=== HOW TO COMPLETE THIS TASK ===
Among the entries below, how many lines contain the string "UserId"? Only the number, please.

====

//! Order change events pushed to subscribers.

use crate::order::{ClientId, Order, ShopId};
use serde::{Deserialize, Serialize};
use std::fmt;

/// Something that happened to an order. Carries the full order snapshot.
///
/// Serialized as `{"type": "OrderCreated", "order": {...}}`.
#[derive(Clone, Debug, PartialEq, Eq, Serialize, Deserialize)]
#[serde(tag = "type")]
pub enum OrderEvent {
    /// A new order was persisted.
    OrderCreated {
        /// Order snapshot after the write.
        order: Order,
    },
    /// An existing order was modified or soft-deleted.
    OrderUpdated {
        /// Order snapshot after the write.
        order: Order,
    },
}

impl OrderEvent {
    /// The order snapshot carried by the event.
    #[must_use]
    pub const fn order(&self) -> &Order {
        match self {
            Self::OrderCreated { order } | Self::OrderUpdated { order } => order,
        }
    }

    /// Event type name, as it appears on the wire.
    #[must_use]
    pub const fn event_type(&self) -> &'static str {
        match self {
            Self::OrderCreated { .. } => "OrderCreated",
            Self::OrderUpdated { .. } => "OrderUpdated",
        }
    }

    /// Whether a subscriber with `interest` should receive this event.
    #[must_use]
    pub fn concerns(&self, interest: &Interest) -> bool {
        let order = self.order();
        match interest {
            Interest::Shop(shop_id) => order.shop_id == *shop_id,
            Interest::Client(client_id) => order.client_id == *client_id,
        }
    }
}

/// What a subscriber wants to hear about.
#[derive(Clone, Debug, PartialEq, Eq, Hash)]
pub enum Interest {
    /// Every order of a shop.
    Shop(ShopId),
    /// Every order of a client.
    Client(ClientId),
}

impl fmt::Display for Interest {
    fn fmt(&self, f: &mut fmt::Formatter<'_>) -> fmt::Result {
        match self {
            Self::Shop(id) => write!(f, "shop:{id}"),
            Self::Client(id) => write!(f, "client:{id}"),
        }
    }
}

====

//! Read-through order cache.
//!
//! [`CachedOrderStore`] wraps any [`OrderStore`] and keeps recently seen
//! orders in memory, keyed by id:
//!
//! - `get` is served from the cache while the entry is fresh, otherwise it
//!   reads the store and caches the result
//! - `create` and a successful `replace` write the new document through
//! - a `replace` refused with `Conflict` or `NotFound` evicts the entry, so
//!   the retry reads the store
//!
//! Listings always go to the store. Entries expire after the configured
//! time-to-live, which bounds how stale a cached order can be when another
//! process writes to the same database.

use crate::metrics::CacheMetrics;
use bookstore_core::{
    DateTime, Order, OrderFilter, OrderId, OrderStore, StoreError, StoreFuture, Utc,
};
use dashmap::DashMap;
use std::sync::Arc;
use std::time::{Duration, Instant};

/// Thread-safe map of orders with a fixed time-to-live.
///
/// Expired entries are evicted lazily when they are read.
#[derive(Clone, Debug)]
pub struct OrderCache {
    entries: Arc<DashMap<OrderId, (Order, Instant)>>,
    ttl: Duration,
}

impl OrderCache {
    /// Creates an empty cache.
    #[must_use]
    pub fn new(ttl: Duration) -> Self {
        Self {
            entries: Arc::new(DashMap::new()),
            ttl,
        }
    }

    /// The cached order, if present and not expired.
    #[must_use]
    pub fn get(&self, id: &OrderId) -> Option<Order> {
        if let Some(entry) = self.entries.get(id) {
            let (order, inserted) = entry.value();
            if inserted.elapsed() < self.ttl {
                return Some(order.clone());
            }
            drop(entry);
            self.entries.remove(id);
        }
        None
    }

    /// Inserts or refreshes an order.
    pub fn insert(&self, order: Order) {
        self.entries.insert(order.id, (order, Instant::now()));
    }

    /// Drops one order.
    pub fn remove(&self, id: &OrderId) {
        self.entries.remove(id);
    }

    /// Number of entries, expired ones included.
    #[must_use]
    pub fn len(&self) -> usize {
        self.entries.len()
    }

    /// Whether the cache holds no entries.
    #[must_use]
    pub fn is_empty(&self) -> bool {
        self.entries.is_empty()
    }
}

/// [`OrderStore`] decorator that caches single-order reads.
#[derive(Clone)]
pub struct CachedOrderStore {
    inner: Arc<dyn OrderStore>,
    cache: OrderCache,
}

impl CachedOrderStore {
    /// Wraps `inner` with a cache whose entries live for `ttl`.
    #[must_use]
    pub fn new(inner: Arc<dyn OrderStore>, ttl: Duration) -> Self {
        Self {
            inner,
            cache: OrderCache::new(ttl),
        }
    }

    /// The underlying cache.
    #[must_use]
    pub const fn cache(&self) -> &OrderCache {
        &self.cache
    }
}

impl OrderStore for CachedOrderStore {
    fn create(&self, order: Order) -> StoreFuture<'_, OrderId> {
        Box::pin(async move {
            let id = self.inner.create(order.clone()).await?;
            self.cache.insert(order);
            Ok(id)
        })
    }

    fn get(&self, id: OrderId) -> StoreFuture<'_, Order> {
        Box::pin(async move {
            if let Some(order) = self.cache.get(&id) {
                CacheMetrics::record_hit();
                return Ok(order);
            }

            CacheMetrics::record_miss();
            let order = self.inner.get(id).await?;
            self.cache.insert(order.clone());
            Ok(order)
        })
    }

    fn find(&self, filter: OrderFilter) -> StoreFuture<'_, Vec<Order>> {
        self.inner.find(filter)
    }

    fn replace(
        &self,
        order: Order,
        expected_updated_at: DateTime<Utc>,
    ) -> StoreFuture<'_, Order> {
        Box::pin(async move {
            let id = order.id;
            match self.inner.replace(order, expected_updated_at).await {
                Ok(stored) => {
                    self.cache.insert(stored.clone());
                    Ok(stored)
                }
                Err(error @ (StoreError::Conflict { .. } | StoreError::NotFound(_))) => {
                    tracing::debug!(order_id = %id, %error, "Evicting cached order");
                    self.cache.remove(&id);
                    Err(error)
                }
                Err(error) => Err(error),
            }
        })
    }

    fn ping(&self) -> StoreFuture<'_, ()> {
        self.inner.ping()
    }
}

====

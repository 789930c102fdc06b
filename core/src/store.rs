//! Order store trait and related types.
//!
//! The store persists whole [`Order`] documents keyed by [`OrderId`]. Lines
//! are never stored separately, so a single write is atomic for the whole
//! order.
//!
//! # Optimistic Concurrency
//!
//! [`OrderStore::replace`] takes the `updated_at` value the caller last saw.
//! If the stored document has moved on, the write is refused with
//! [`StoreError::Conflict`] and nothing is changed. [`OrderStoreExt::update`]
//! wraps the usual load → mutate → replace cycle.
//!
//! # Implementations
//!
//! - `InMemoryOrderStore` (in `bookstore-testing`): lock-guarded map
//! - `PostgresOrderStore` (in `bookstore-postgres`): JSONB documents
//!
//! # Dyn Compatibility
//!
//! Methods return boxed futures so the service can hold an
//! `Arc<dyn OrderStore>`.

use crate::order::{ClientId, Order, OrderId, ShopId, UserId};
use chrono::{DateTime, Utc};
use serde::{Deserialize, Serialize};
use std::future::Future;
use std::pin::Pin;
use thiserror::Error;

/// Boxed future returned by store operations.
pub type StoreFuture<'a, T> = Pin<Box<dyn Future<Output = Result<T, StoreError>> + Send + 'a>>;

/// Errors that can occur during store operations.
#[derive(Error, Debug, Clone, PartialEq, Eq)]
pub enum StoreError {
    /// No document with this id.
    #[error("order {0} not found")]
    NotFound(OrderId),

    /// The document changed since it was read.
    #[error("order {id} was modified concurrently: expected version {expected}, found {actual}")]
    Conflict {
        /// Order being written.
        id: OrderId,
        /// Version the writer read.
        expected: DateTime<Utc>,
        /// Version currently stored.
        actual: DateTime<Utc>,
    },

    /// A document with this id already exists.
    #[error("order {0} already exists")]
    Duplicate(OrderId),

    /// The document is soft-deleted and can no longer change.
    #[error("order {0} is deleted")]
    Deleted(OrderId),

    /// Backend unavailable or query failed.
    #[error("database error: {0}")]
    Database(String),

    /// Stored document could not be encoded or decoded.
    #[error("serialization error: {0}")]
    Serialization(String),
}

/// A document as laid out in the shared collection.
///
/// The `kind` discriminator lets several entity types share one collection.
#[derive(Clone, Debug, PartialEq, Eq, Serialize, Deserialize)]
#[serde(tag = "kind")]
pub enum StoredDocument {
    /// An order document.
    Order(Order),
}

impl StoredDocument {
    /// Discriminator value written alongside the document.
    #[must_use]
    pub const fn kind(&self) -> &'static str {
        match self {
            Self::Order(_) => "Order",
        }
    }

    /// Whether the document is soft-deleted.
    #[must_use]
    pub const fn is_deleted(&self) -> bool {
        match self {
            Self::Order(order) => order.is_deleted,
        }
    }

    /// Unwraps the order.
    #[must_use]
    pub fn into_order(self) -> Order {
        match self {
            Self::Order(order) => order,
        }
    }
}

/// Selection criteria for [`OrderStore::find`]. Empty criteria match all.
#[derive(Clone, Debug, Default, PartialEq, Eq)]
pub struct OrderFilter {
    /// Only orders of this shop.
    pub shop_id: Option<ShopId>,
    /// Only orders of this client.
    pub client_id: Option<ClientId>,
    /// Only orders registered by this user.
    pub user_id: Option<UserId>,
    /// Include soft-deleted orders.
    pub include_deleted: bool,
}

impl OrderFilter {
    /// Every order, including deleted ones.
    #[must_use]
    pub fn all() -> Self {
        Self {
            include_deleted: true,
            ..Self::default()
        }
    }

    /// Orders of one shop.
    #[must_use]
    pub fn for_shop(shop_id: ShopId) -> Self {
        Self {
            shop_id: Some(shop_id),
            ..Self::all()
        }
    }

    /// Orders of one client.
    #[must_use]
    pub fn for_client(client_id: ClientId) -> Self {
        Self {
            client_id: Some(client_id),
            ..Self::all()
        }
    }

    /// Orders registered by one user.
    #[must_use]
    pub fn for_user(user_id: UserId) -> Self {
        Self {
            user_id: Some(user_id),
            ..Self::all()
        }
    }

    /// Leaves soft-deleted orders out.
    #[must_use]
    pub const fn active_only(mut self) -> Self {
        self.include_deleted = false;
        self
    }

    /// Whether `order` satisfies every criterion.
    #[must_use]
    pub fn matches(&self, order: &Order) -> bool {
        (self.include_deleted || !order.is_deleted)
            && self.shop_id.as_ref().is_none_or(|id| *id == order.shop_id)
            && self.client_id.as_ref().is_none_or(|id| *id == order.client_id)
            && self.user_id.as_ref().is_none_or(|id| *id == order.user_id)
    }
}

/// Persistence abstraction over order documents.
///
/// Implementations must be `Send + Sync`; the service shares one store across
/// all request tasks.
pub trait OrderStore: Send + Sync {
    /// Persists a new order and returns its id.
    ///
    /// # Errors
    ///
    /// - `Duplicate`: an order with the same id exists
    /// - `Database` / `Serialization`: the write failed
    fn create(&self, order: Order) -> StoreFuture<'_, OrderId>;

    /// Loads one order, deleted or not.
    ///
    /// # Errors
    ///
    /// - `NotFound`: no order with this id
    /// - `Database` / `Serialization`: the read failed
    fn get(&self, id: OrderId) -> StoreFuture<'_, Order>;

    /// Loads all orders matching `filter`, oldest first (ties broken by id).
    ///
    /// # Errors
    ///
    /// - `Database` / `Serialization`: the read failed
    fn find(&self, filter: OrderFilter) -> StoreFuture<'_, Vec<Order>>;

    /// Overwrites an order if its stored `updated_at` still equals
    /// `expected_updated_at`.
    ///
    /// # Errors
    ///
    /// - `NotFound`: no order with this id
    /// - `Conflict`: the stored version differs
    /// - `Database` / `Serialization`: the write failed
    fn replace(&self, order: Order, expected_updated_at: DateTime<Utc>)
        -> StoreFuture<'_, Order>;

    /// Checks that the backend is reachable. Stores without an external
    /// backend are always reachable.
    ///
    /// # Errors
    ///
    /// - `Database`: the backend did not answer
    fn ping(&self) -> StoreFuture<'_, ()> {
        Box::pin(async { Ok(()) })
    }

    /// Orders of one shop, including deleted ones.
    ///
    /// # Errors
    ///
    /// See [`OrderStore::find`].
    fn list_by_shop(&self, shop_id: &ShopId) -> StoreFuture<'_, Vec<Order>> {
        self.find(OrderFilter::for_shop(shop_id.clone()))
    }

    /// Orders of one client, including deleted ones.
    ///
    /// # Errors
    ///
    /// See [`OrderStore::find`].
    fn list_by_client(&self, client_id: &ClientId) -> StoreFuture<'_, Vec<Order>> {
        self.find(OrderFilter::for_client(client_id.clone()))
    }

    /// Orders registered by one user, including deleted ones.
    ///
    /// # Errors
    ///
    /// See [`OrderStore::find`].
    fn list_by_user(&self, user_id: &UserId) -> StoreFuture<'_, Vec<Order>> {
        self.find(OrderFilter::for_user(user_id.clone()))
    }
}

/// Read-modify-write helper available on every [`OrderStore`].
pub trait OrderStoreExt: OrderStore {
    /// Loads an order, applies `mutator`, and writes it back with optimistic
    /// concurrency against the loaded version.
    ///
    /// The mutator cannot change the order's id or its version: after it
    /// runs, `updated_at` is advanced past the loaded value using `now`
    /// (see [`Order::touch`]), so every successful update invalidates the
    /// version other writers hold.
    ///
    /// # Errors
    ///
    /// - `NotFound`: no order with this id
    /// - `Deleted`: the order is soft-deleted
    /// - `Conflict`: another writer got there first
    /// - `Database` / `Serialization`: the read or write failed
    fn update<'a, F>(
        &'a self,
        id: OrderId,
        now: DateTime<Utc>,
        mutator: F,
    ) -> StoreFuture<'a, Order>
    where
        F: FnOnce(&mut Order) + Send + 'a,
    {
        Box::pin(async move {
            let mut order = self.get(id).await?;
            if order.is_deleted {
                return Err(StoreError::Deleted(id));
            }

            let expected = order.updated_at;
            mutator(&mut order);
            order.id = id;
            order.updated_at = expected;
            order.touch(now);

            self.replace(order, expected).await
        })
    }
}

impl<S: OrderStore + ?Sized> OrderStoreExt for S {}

====

=== YOUR RESPONSE ===
4